Аннотация:Летучие мыши считаются естественными резервуарами нескольких вирусов, включая коронавирусы (CoV), два рода которых, альфа- и бета-коронавирусы, заражают человека. Несмотря на широкомасштабный скрининг образцов летучих мышей на наличие новых вирусов, информация о разнообразии коронавирусов у летучих мышей, населяющих территорию России, остается скудной. Здесь мы проанализировали наличие и разнообразие альфакоронавирусов (Alpha-CoV) у летучих мышей европейской части России. Для исследования было взято 43 пробы помёта от рукокрылых 8 видов: P. nathusii, P. kuhlii, M. brandtii, M. daubentonii, N. noctula, V. murinus, M. dasycneme и P. auritus. Мы обнаружили фрагменты гена Alpha-CoV RdRp в 30% исследованных образцов у 75% отобранных видов. Филогенетический анализ RdRp показал, что большинство идентифицированных последовательностей Alpha-CoV относятся к кладам подрода Pedacovirus с небольшими кластерами никтоковирусов или миотаковирусов. Мы утверждаем, что близкородственные педаковирусы уже давно (с 2015 по 2021 гг.) циркулируют в обширном регионе от европейской части России до Северной Европы. Мы предполагаем, что близкородственные педаковирусы, собранные из общих территорий, представляют собой отдельный вид, который мы назвали коронавирусом NE-Alpha, хозяином которого являются летучие мыши рода Pipistrellus, населяющие регион от европейской части России до Северной Европы. Среди отобранных животных 4,6% были носителями двух альфа-коронавирусов, относящихся к разным подродам (педаковирус/миотаковирус или педаковирус/никтаковирус) одновременно.
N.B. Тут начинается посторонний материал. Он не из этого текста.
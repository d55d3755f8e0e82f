//! Per-invocation agent configuration
//!
//! [`AgentConfigLoader`] holds the agent's definition and persona, loaded at
//! construction. [`AgentConfigLoader::refresh`] is the explicit reload step:
//! it re-reads settings, definition and persona only when
//! `misc.on_the_fly` is set. Everything derived from runtime arguments is
//! rebuilt on every [`AgentConfigLoader::get_agent_config`] call.

use serde::Serialize;
use std::path::PathBuf;
use std::sync::Arc;

use crate::context::{RenderContext, Vars};
use crate::error::{Error, ReferenceKind, Result};
use crate::persona::{Persona, PersonaStore};
use crate::resolve::{EffectiveModel, ModelOverride, OverrideResolver};
use crate::response::ResponseFormat;
use crate::settings::{SettingsSnapshot, SettingsStore};
use crate::template::PromptTemplate;
use crate::template::render::{RenderedPrompt, render};
use crate::template::store::{AgentDefinition, PromptTemplateStore};
use crate::validate::validate;

/// What the caller supplies for one invocation
#[derive(Debug, Clone, Default)]
pub struct RuntimeOverrides {
    /// Cog-level model override, below the agent's own
    pub cog: Option<ModelOverride>,
    /// Runtime arguments; highest precedence in the render context
    pub args: Vars,
}

impl RuntimeOverrides {
    pub fn with_args(args: Vars) -> Self {
        Self { cog: None, args }
    }
}

/// The resolved, rendered and validated configuration for one invocation
#[derive(Debug, Clone, Serialize)]
pub struct AgentConfig {
    pub agent: String,
    pub model: EffectiveModel,
    #[serde(skip)]
    pub template: Arc<PromptTemplate>,
    pub persona: Option<String>,
    pub context: RenderContext,
    pub prompt: RenderedPrompt,
    pub debug: bool,
    #[serde(skip)]
    pub simulated_response: String,
    pub parse_response_as: Option<ResponseFormat>,
    pub storage_enabled: bool,
}

/// Loads and refreshes the sources for one agent
#[derive(Debug)]
pub struct AgentConfigLoader {
    settings: Arc<SettingsStore>,
    templates: PromptTemplateStore,
    personas_dir: PathBuf,
    snapshot: Arc<SettingsSnapshot>,
    definition: AgentDefinition,
    persona: Option<Arc<Persona>>,
}

impl AgentConfigLoader {
    pub fn new(
        agent_name: &str,
        settings: Arc<SettingsStore>,
        templates: PromptTemplateStore,
        personas_dir: impl Into<PathBuf>,
    ) -> Result<Self> {
        let personas_dir = personas_dir.into();
        let snapshot = settings.snapshot();
        let definition = templates.load(agent_name)?;
        let persona = load_persona(&snapshot, &personas_dir, &definition)?.map(Arc::new);

        Ok(Self {
            settings,
            templates,
            personas_dir,
            snapshot,
            definition,
            persona,
        })
    }

    pub fn name(&self) -> &str {
        &self.definition.name
    }

    pub fn definition(&self) -> &AgentDefinition {
        &self.definition
    }

    pub fn persona(&self) -> Option<&Persona> {
        self.persona.as_deref()
    }

    pub fn snapshot(&self) -> &Arc<SettingsSnapshot> {
        &self.snapshot
    }

    /// Re-read sources if reload-on-change is on. Returns whether anything was read.
    pub fn refresh(&mut self) -> Result<bool> {
        if !self.snapshot.system.reload_on_change() {
            return Ok(false);
        }
        self.reload()?;
        Ok(true)
    }

    /// Unconditionally re-read settings, definition and persona.
    /// The loader keeps its previous sources unless every one loads.
    pub fn reload(&mut self) -> Result<()> {
        let snapshot = self.settings.reload()?;
        let definition = self.templates.load(&self.definition.name)?;
        let persona = load_persona(&snapshot, &self.personas_dir, &definition)?.map(Arc::new);

        log::debug!("Reloaded sources for agent '{}'", definition.name);
        self.snapshot = snapshot;
        self.definition = definition;
        self.persona = persona;
        Ok(())
    }

    /// Resolve the model, build the context, render and validate
    pub fn get_agent_config(&self, overrides: &RuntimeOverrides, additional_data: &Vars) -> Result<AgentConfig> {
        let library = &self.snapshot.models;
        let layers: Vec<&ModelOverride> = overrides
            .cog
            .iter()
            .chain(self.definition.model_overrides.iter())
            .collect();
        let model = OverrideResolver::new(library).resolve(&library.default_model, &layers)?;

        let context = RenderContext::build(self.persona(), additional_data, &overrides.args);
        let prompt = render(&self.definition.template, &context);
        validate(&prompt)?;

        let system = &self.snapshot.system;
        if self.snapshot.storage.enabled() {
            log::debug!("Storage enabled for agent '{}'", self.definition.name);
        }

        Ok(AgentConfig {
            agent: self.definition.name.clone(),
            model,
            template: Arc::clone(&self.definition.template),
            persona: self.persona.as_ref().map(|p| p.name.clone()),
            context,
            prompt,
            debug: system.debug.mode,
            simulated_response: system.debug.simulated_response.clone(),
            parse_response_as: self.definition.parse_response_as,
            storage_enabled: self.snapshot.storage.enabled(),
        })
    }
}

/// An agent-named persona must exist; a missing system default is skipped
fn load_persona(
    snapshot: &SettingsSnapshot,
    personas_dir: &std::path::Path,
    definition: &AgentDefinition,
) -> Result<Option<Persona>> {
    let settings = &snapshot.system.persona;
    let store = PersonaStore::new(personas_dir, settings.enabled);

    if let Some(name) = definition.persona.as_deref() {
        if !store.enabled() {
            return Ok(None);
        }
        return match store.load(name)? {
            Some(persona) => Ok(Some(persona)),
            None => Err(Error::missing(ReferenceKind::Persona, name)),
        };
    }

    match snapshot.system.default_persona() {
        Some(name) => {
            let persona = store.load(name)?;
            if persona.is_none() {
                log::warn!("Default persona '{}' not found in {}", name, personas_dir.display());
            }
            Ok(persona)
        }
        None => Ok(None),
    }
}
Мы подтвердили наличие двух разных подродов Alpha-CoV, родственных педаковирусу и никтаковирусу, у P. kuhlii, пойманного в 2021 году и содержавшегося в неволе, с помощью полногеномного секвенирования этих вирусов. Наличие двух или более коронавирусов у одного отдельного животного-хозяина является важной предпосылкой для возникновения рекомбинации. Мы также получили два полных генома Alpha-CoV из двух экземпляров P. nathusii, пойманных в 2015 году. Геномная организация BatCoV/MOW15-21 и BatCoV/MOW15-23 была аналогична таковой у других Alpha-CoV, но собранные геномы содержали длинную вставку в ген ORF1ab, которая не была описана у других Alpha-CoV, за исключением единственной последовательности P. nathusii, пойманного в Нидерландах. Мы предполагаем, что вставка кодирует ранее неописанный домен с неизвестной функцией, вероятно, относящийся к суперсемейству доменов SEA.